*Task directions*. Every record must be copied exactly. Leave nothing out.

*Raw data*.
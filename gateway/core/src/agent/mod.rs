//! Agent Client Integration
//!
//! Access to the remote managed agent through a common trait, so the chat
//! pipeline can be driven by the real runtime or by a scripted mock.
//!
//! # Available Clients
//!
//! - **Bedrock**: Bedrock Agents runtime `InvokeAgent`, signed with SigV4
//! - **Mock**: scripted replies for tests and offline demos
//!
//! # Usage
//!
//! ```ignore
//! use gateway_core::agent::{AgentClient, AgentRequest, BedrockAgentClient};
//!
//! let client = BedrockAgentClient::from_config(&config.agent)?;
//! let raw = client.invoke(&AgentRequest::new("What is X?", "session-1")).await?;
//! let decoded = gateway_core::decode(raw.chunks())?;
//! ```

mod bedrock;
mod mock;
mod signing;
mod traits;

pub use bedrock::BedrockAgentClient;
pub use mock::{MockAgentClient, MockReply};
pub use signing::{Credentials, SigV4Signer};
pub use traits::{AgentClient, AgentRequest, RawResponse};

*Task answer*.
filename gateway/core/src/agent/mod.rs
//! Agent Client Integration
//!
//! Access to the remote managed agent through a common trait, so the chat
//! pipeline can be driven by the real runtime or by a scripted mock.
//!
//! # Available Clients
//!
//! - **Bedrock**: Bedrock Agents runtime `InvokeAgent`, signed with SigV4
//! - **Mock**: scripted replies for tests and offline demos
//!
//! # Usage
//!
//! ```ignore
//! use gateway_core::agent::{AgentClient, AgentRequest, BedrockAgentClient};
//!
//! let client = BedrockAgentClient::from_config(&config.agent)?;
//! let raw = client.invoke(&AgentRequest::new("What is X?", "session-1")).await?;
//! let decoded = gateway_core::decode(raw.chunks())?;
//! ```

mod bedrock;
mod mock;
mod signing;
mod traits;

pub use bedrock::BedrockAgentClient;
pub use mock::{MockAgentClient, MockReply};
pub use signing::{Credentials, SigV4Signer};
pub use traits::{AgentClient, AgentRequest, RawResponse};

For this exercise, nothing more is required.